Francesco Campagnola speaker

Thursday, March  7th, 18:00h @EFEO Kyoto

From the late nineteenth century until at least the end of the Second World War and the immediate postwar period—in a period marked by uncertainty and rapid development— East Asia was flooded with a new set of terms, originally belonging to European and North-American historiography. These words described specific, often opposed, conceptions of change in its relationship to time, space and agency, by means of expressions such as “evolution,” “revolution” or “enlightenment.” They were not simply introduced into the local parlances, but where also resignified and appropriated, and in the process Japan often played the role of the revolving door between “East” and “West.”
This talk will explore a relatively late case of this phenomenon: the Japanese discovery of the European Renaissance in relation to local desires for resurgence, regeneration and reconstruction. It will focus in particular on how Japanese intellectuals, mass media and public officers translated and used the Renaissance as well as historically linked concepts—humanism, civism, and so on—in their struggle to come to terms with epochal changes.

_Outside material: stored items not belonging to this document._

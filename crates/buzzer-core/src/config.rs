//! Player configuration
//!
//! Everything here is consumed as-is: pin numbers and frequencies come from
//! the board, the player never probes or validates them.

use std::time::Duration;

use crate::pwm::ChannelConfig;

/// Default buzzer GPIO
pub const DEFAULT_GPIO: i32 = 9;

/// Typical resonant frequency of a small piezo disc
pub const DEFAULT_RESONANT_FREQUENCY: u32 = 2700;

/// Request queue capacity
pub const DEFAULT_QUEUE_CAPACITY: usize = 256;

/// Bounded wait for the lifecycle lock and for a free queue slot
pub const DEFAULT_TIMEOUT: Duration = Duration::from_millis(1000);

pub const DEFAULT_WORKER_NAME: &str = "buzzer_task";
pub const DEFAULT_WORKER_STACK_SIZE: usize = 4096;

#[derive(Clone, Debug)]
pub struct BuzzerConfig {
    pub channel: ChannelConfig,
    /// Tone used by the beep operations, in Hz
    pub resonant_frequency: u32,
    pub queue_capacity: usize,
    /// How long `start`/`stop` wait for the lifecycle lock
    pub lock_timeout: Duration,
    /// How long producers wait for room in a full queue
    pub send_timeout: Duration,
    pub worker_name: &'static str,
    pub worker_stack_size: usize,
}

impl BuzzerConfig {
    pub const fn new(channel: ChannelConfig, resonant_frequency: u32) -> Self {
        Self {
            channel,
            resonant_frequency,
            queue_capacity: DEFAULT_QUEUE_CAPACITY,
            lock_timeout: DEFAULT_TIMEOUT,
            send_timeout: DEFAULT_TIMEOUT,
            worker_name: DEFAULT_WORKER_NAME,
            worker_stack_size: DEFAULT_WORKER_STACK_SIZE,
        }
    }

    pub fn with_resonant_frequency(mut self, frequency: u32) -> Self {
        self.resonant_frequency = frequency;
        self
    }

    pub fn with_queue_capacity(mut self, capacity: usize) -> Self {
        self.queue_capacity = capacity;
        self
    }

    pub fn with_send_timeout(mut self, timeout: Duration) -> Self {
        self.send_timeout = timeout;
        self
    }

    pub fn with_worker_stack_size(mut self, stack_size: usize) -> Self {
        self.worker_stack_size = stack_size;
        self
    }

    pub fn with_lock_timeout(mut self, timeout: Duration) -> Self {
        self.lock_timeout = timeout;
        self
    }
}

impl Default for BuzzerConfig {
    fn default() -> Self {
        Self::new(
            ChannelConfig::new(DEFAULT_GPIO, 0, 0),
            DEFAULT_RESONANT_FREQUENCY,
        )
    }
}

Francesco Campagnola (PhD Sorbonne EPHE), is research assistant at Ghent University, and from May 2019 will take up a new position as investigador principal (equivalent to associate professor on research assignment) at Lisbon University. With a previous background of research on early modern European thought, recently he has been exploring how the Renaissance and its political tradition have been symbolically used in Japan. On this he has published “Whose Renaissance? Changing Paradigms of Rebirth in Interwar Japan” (Global Intellectual History I, 3, I, 3, 2017) and “Crisis and Renaissance in Post-war Japan” (Modern Intellectual History, 15, 2, 2018), and is now writing a book on the same subject at Kyoto University with a grant from the Japan Foundation. Most recently, he was also granted a Marie Skłodowska-Curie Individual Fellowship on Machiavelli and Political Realism in Japan (University of Strasbourg - Free University Berlin).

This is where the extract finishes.